— Saved entries —

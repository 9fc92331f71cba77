//! Domain models and types for piiscan.
//!
//! This module contains the core value types and error hierarchy shared by
//! the analysis pipeline and its adapters:
//!
//! - **Findings** ([`Finding`], [`FindingOrigin`], [`AnalysisResult`])
//! - **Inputs** ([`AnalysisInput`], [`ContentKind`])
//! - **Error types** ([`PiiScanError`], [`ModelError`], [`OcrError`], [`StorageError`])
//! - **Result type alias** ([`Result`])
//!
//! All fallible operations return [`Result<T>`]; collaborator errors are
//! wrapped in domain enums so third-party client types never cross module
//! boundaries.

pub mod errors;
pub mod finding;
pub mod input;
pub mod result;

// Re-export commonly used types for convenience
pub use errors::{ModelError, OcrError, PiiScanError, StorageError};
pub use finding::{AnalysisResult, Finding, FindingOrigin};
pub use input::{AnalysisInput, ContentKind};
pub use result::Result;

— TASK INSTRUCTIONS —
Reproduce every record in full, keeping each one exactly as it reads.

— RESULT OF THE TASK —
repository 9fc92331f71cba77
//! Domain models and types for piiscan.
//!
//! This module contains the core value types and error hierarchy shared by
//! the analysis pipeline and its adapters:
//!
//! - **Findings** ([`Finding`], [`FindingOrigin`], [`AnalysisResult`])
//! - **Inputs** ([`AnalysisInput`], [`ContentKind`])
//! - **Error types** ([`PiiScanError`], [`ModelError`], [`OcrError`], [`StorageError`])
//! - **Result type alias** ([`Result`])
//!
//! All fallible operations return [`Result<T>`]; collaborator errors are
//! wrapped in domain enums so third-party client types never cross module
//! boundaries.

pub mod errors;
pub mod finding;
pub mod input;
pub mod result;

// Re-export commonly used types for convenience
pub use errors::{ModelError, OcrError, PiiScanError, StorageError};
pub use finding::{AnalysisResult, Finding, FindingOrigin};
pub use input::{AnalysisInput, ContentKind};
pub use result::Result;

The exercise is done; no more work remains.